The Ghana Stock Exchange (GES) has taken its bullish run to another level, with the composite index registering a 35.26 per cent year-to-date (YTD) return on investment in the first quarter of this year – far above returns recorded on some of its African peers within the same period.

Data released by the Fidelity Bank showed that apart from the Egypt Stock Market (EGX), which registered a year-to-date of 21.67 per cent in April, all the other six stock exchanges in the continent reviewed by the Market Research and Insights Data Analytic unit of the bank registered returns below 10 per cent, with three of the exchanges even recording losses.

The data showed that the Botswana Stock Exchange (BSE), the Johannesburg Stock Exchange (JSE) of South Africa and BVRM of Cote d’Ivoire all registered negative YTD as of April this year.

The monthly bulletin reviewed economic activities in eight African countries in April as part of measures to help inform decision making and ensure smooth predictability.

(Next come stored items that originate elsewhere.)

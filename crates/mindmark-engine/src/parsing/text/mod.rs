pub mod lines;
pub mod span;

pub use lines::{LineRef, lines_with_spans};
pub use span::Span;

use std::borrow::Cow;

/// Converts `\r\n` and lone `\r` line endings to `\n`.
pub fn normalize_newlines(text: &str) -> Cow<'_, str> {
    if !text.contains('\r') {
        return Cow::Borrowed(text);
    }
    Cow::Owned(text.replace("\r\n", "\n").replace('\r', "\n"))
}

/// Returns the leading spaces/tabs of a line.
pub fn leading_indent(line: &str) -> &str {
    let rest = line.trim_start_matches([' ', '\t']);
    &line[..line.len() - rest.len()]
}

/// Removes up to `n` leading whitespace characters.
pub fn strip_indent(line: &str, n: usize) -> &str {
    let mut idx = 0usize;
    for (count, (i, c)) in line.char_indices().enumerate() {
        if count >= n || !matches!(c, ' ' | '\t') {
            return &line[i..];
        }
        idx = i + c.len_utf8();
    }
    &line[idx..]
}

/// Returns `s` truncated to at most `max` bytes with a "..." suffix when cut.
///
/// Used for log lines that name a failing block.
pub fn preview(s: &str, max: usize) -> String {
    if s.len() <= max {
        return s.to_string();
    }
    let mut end = max;
    while !s.is_char_boundary(end) {
        end -= 1;
    }
    format!("{}...", &s[..end])
}
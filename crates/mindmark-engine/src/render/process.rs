//! Renderers backed by external commands.
//!
//! The block source is written to the child's stdin and the image is read
//! from its stdout. Arguments may contain `{format}`, replaced with the
//! fence's format hint (`svg` when none is given).

use std::process::Stdio;

use async_trait::async_trait;
use log::debug;
use tokio::io::AsyncWriteExt;
use tokio::process::Command;

use super::diagrams::DiagramRenderer;
use super::math::MathRenderer;
use super::result::{RenderContext, RenderError, RenderResult};
use super::svg::declared_svg_size;

const FORMAT_PLACEHOLDER: &str = "{format}";

async fn run_piped(command: &str, args: &[String], input: &str) -> Result<Vec<u8>, RenderError> {
    let mut child = Command::new(command)
        .args(args)
        .stdin(Stdio::piped())
        .stdout(Stdio::piped())
        .stderr(Stdio::piped())
        .kill_on_drop(true)
        .spawn()
        .map_err(|source| RenderError::Spawn {
            command: command.to_string(),
            source,
        })?;

    // Feed stdin while draining stdout so a chatty child cannot fill its
    // output pipe and stall both sides.
    let stdin = child.stdin.take();
    let feed = async move {
        let Some(mut stdin) = stdin else {
            return Ok(());
        };
        match stdin.write_all(input.as_bytes()).await {
            // The child may exit without reading its input.
            Err(e) if e.kind() == std::io::ErrorKind::BrokenPipe => {
                debug!("{command} closed stdin early");
                Ok(())
            }
            written => written,
        }
    };
    let (written, output) = tokio::join!(feed, child.wait_with_output());

    let spawn_error = |source| RenderError::Spawn {
        command: command.to_string(),
        source,
    };
    let output = output.map_err(spawn_error)?;
    written.map_err(spawn_error)?;

    if !output.status.success() {
        return Err(RenderError::ProcessExit {
            command: command.to_string(),
            status: output.status,
            stderr: String::from_utf8_lossy(&output.stderr).trim().to_string(),
        });
    }
    Ok(output.stdout)
}

/// A diagram renderer that shells out, e.g. `dot -T{format}`.
#[derive(Debug, Clone)]
pub struct ProcessRenderer {
    name: String,
    command: String,
    args: Vec<String>,
}

impl ProcessRenderer {
    pub fn new(name: impl Into<String>, command: impl Into<String>, args: Vec<String>) -> Self {
        Self {
            name: name.into(),
            command: command.into(),
            args,
        }
    }

    fn args_for(&self, format: &str) -> Vec<String> {
        self.args
            .iter()
            .map(|a| a.replace(FORMAT_PLACEHOLDER, format))
            .collect()
    }
}

#[async_trait]
impl DiagramRenderer for ProcessRenderer {
    fn name(&self) -> &str {
        &self.name
    }

    async fn render(
        &self,
        source: &str,
        ctx: RenderContext<'_>,
    ) -> Result<Option<RenderResult>, RenderError> {
        let format = match ctx.format_hint {
            "" => "svg",
            hint => hint,
        };
        debug!("Running {} for block at {} (token {})", self.command, ctx.match_index, ctx.token);
        let stdout = run_piped(&self.command, &self.args_for(format), source).await?;
        if stdout.is_empty() {
            return Ok(None);
        }

        let result = match format {
            "png" => RenderResult {
                mime: "image/png".to_string(),
                data: stdout,
                width: None,
                height: None,
                class_name: None,
                alt: None,
            },
            _ => {
                let svg = String::from_utf8(stdout)?;
                let size = declared_svg_size(&svg);
                let result = RenderResult::svg(svg);
                match size {
                    Some(size) => result.with_size(size.width as f64, size.height as f64),
                    None => result,
                }
            }
        };
        Ok(Some(RenderResult {
            alt: Some(format!("{} diagram", self.name)),
            ..result
        }))
    }
}

/// A math renderer that shells out to a TeX-to-SVG command.
///
/// `{display}` in the arguments becomes `display` or `inline`.
#[derive(Debug, Clone)]
pub struct ProcessMathRenderer {
    command: String,
    args: Vec<String>,
}

impl ProcessMathRenderer {
    pub fn new(command: impl Into<String>, args: Vec<String>) -> Self {
        Self {
            command: command.into(),
            args,
        }
    }
}

#[async_trait]
impl MathRenderer for ProcessMathRenderer {
    async fn tex_to_svg(&self, expr: &str, display: bool) -> Result<String, RenderError> {
        let mode = if display { "display" } else { "inline" };
        let args: Vec<String> = self.args.iter().map(|a| a.replace("{display}", mode)).collect();
        let stdout = run_piped(&self.command, &args, expr).await?;
        let svg = String::from_utf8(stdout)?;
        if !svg.contains("<svg") {
            return Err(RenderError::failed(&self.command, "output is not SVG"));
        }
        Ok(svg)
    }
}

Below is the update by country

Botswana

A new president, regarded as more business-friendly than his predecessor, was sworn in and S&P maintained its credit outlook for Botswana in April, largely based on stable diamond demand in large economies such as the US and China. The precious metal is the southern African nation’s key export and, together with other gemstones, accounts for 40 per cent of all government revenues. Despite low interest rates and stable exchange rates, a recent slowdown in the mining industry affected GDP growth and caused a steady decline in the equities market.

Outlook:

Lower diamond reserves place the resource-dependent economy at long-term risk, but opportunities in the banking and tourism sectors, as well as political stability, provide scope for growth and support Botswana’s investment case. Key risks include high unemployment and over-dependence on the diamond sector.

Kenya

Kenya is less exposed to the commodities cycle than its peers, and has strong banking and tech sectors. Recent political upheavals, drought conditions and a lending rate cap have constrained government spending, food production and private sector lending respectively and dampened economic growth.

Outlook:

The political issues appear to have been resolved, and recent signals imply a likely removal of the rate cap both of which should be positive for growth. Likewise, an improved weather situation will provide support for the Agric sector. A rebound in consumer spending and business investment is likely in the current environment. Key risks include a high public debt level and threats of terrorist attacks.

Nigeria

President Buhari announced his intentions to run for President in 2019, pointing to a potential continuation of the current economic policy through 2022. The monetary policy committee was finally approved by the Senate, and held the rate at its first meeting in April, citing inflationary pressures and risks to the current account.

Outlook

A rebound from recession has been driven by rising oil prices, which will support the budget and economic growth. However, the outlook for oil remains bearish in the medium term and make the efforts to diversify from oil into agric and other mineral resources even more pressing. Key risks include high NPLs in the banking sector, the effect of delayed policy implementation on public spending, the impact of US shale on oil prices and security concerns.

South Africa

Mr Ramaphosa’s government continues to enjoy positive sentiments from the global investing community, with lower bond yields and a fairly stable rand. GDP growth for 2017 came in higher than expected; however, legacy political issues remain and net FDI remains negative.

Outlook

The new government’s efforts at fiscal consolidation, including the VAT rate hike, should weaken consumer demand and slow economic growth in the short term, but supports the longer-term outlook for SA. The stable rand is somewhat bearish for resource and mining firms, although the ongoing rise in global commodity prices will provide crucial support to growth and government revenue. Key risks include unresolved political concerns in the ruling ANC, sharply deteriorating infrastructure framework and the implementation of a proposed land reform programme.